The 2012 U.S. Olympic Trials for BMX racing will take center stage at the U.S. Olympic Training Center-Chula Vista this Saturday. The overall winner of the men’s competition will earn an automatic nomination to the 2012 U.S. team headed to the London Games.

But for many resident athletes at the sprawling complex perched on a hillside overlooking the Lower Otay Reservoir, just getting a chance to showcase their talent at an Olympic trials event has been the object of years of hard work, sacrifice and dedication.

Track and field athletes will get their chance starting next Thursday as the U.S. Olympic Trials officially get under way in Eugene, Ore. They extend through July 1.

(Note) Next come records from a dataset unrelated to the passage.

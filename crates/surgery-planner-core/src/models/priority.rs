//! Priority labels produced by the classifier.

use serde::{Deserialize, Serialize};

/// Ordinal surgical priority. Ordering follows urgency: `Baja < Urgente`.
#[derive(Debug, Clone, Copy, PartialEq, Eq, PartialOrd, Ord, Hash, Serialize, Deserialize)]
pub enum Priority {
    Baja,
    Media,
    Alta,
    Urgente,
}

/// Raw model output → label.
const RAW_LABELS: [(i64, Priority); 4] = [
    (3, Priority::Urgente),
    (2, Priority::Alta),
    (1, Priority::Media),
    (0, Priority::Baja),
];

impl Priority {
    /// Map a raw model output; `None` for anything outside the table.
    pub fn from_raw(raw: i64) -> Option<Self> {
        RAW_LABELS
            .iter()
            .find(|(value, _)| *value == raw)
            .map(|(_, priority)| *priority)
    }

    /// Raw ordinal for this label.
    pub fn raw(self) -> i64 {
        RAW_LABELS
            .iter()
            .find(|(_, priority)| *priority == self)
            .map(|(value, _)| *value)
            .unwrap_or_default()
    }

    pub fn label(self) -> &'static str {
        match self {
            Priority::Urgente => "Urgente",
            Priority::Alta => "Alta",
            Priority::Media => "Media",
            Priority::Baja => "Baja",
        }
    }

    /// Parse a label as written by [`Priority::label`].
    pub fn from_label(value: &str) -> Option<Self> {
        [
            Priority::Urgente,
            Priority::Alta,
            Priority::Media,
            Priority::Baja,
        ]
        .into_iter()
        .find(|p| p.label() == value)
    }
}

impl std::fmt::Display for Priority {
    fn fmt(&self, f: &mut std::fmt::Formatter<'_>) -> std::fmt::Result {
        f.write_str(self.label())
    }
}

#[cfg(test)]
mod tests {
    use super::*;

    #[test]
    fn test_raw_mapping() {
        assert_eq!(Priority::from_raw(3), Some(Priority::Urgente));
        assert_eq!(Priority::from_raw(2), Some(Priority::Alta));
        assert_eq!(Priority::from_raw(1), Some(Priority::Media));
        assert_eq!(Priority::from_raw(0), Some(Priority::Baja));
        assert_eq!(Priority::from_raw(4), None);
        assert_eq!(Priority::from_raw(-1), None);
    }

    #[test]
    fn test_raw_round_trip() {
        for raw in 0..4 {
            assert_eq!(Priority::from_raw(raw).unwrap().raw(), raw);
        }
    }

    #[test]
    fn test_ordering() {
        assert!(Priority::Urgente > Priority::Alta);
        assert!(Priority::Alta > Priority::Media);
        assert!(Priority::Media > Priority::Baja);
    }

    #[test]
    fn test_labels() {
        assert_eq!(Priority::Urgente.to_string(), "Urgente");
        assert_eq!(Priority::from_label("Media"), Some(Priority::Media));
        assert_eq!(Priority::from_label("media"), None);
    }
}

Eugene is affectionately known in track circles as Track Town, USA, the home training site of the late Steve Prefontaine. Events will take place at legendary Hayward Field.

“The fans up there are very knowledgeable — there are 20,000 people watching track every day (of the trials),” said OTC-CV resident athlete Kara Patterson. “It’s amazing.”

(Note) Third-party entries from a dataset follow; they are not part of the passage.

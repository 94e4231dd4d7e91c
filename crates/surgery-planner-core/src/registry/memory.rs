//! In-memory registry store.

use std::collections::BTreeMap;

use super::{NonOperableEntry, RegistryStore};
use crate::db::DbResult;

/// Process-lifetime store backed by an ordered map.
#[derive(Debug, Default)]
pub struct MemoryStore {
    entries: BTreeMap<i64, NonOperableEntry>,
}

impl MemoryStore {
    pub fn new() -> Self {
        Self::default()
    }
}

impl RegistryStore for MemoryStore {
    fn upsert(&mut self, entry: NonOperableEntry) -> DbResult<()> {
        self.entries.insert(entry.case.id, entry);
        Ok(())
    }

    fn get(&self, case_id: i64) -> DbResult<Option<NonOperableEntry>> {
        Ok(self.entries.get(&case_id).cloned())
    }

    fn remove(&mut self, case_id: i64) -> DbResult<Option<NonOperableEntry>> {
        Ok(self.entries.remove(&case_id))
    }

    fn list(&self) -> DbResult<Vec<NonOperableEntry>> {
        Ok(self.entries.values().cloned().collect())
    }
}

Patterson hopes to feed off that energy when the women’s javelin throw is contested June
June 29 to July 1. She made Team USA in the event in 2008 and competed in Beijing.

“It looks good for me right now,” she said, oozing confidence.

Patterson, who holds the American record in the women’s javelin throw at 66.67 meters (218-8.75), has been in residency at the CV complex since 2009. She credits the OTC’s expansive training fields in part for helping her reach the top of her game.

“The weather is awesome,” she said. “There aren’t too many dedicated fields where you have plenty of room to throw the javelin. A lot of football and soccer teams are very protective of their fields.”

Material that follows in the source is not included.